--- Working data ---
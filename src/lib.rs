//! Provision ephemeral test devices and assert on their state.
//!
//! A device is a container, a host reached over a remote shell, or the local
//! machine. Backends plug in through [`DeviceFactory`]; the
//! [`DeviceLibrary`] facade selects a factory from configuration, keeps the
//! provisioned devices in a [`DeviceRegistry`], and routes command execution,
//! log assertions, and OS checks to the current (or a named) device.

pub mod command;
pub mod config;
pub mod device;
pub mod factory;
pub mod library;
pub mod name;
pub mod os;
pub mod registry;
pub mod retry;
pub mod test_support;

pub use command::{CommandResult, ExecOptions, ExitCode};
pub use config::{AdapterSettings, ConfigError, ConfigMap, LibraryConfig};
pub use device::{Device, DeviceError, ManagedDevice, PathPermissions, Since};
pub use factory::{AdapterVariant, DeviceFactory, DeviceRequest, FactoryError, FactoryRegistry};
pub use library::{
    CommandOutputs, DEVICE_ID_ENV, DeviceLibrary, ExecuteOptions, LibraryError, LogQuery,
    SetupOptions,
};
pub use os::InitSystem;
pub use registry::DeviceRegistry;
pub use retry::{RetryPolicy, Retryable};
---
**Task to complete:**
Output the data exactly, so that every line matches the original.

**Exercise answer:**
filename src/lib.rs
//! Provision ephemeral test devices and assert on their state.
//!
//! A device is a container, a host reached over a remote shell, or the local
//! machine. Backends plug in through [`DeviceFactory`]; the
//! [`DeviceLibrary`] facade selects a factory from configuration, keeps the
//! provisioned devices in a [`DeviceRegistry`], and routes command execution,
//! log assertions, and OS checks to the current (or a named) device.

pub mod command;
pub mod config;
pub mod device;
pub mod factory;
pub mod library;
pub mod name;
pub mod os;
pub mod registry;
pub mod retry;
pub mod test_support;

pub use command::{CommandResult, ExecOptions, ExitCode};
pub use config::{AdapterSettings, ConfigError, ConfigMap, LibraryConfig};
pub use device::{Device, DeviceError, ManagedDevice, PathPermissions, Since};
pub use factory::{AdapterVariant, DeviceFactory, DeviceRequest, FactoryError, FactoryRegistry};
pub use library::{
    CommandOutputs, DEVICE_ID_ENV, DeviceLibrary, ExecuteOptions, LibraryError, LogQuery,
    SetupOptions,
};
pub use os::InitSystem;
pub use registry::DeviceRegistry;
pub use retry::{RetryPolicy, Retryable};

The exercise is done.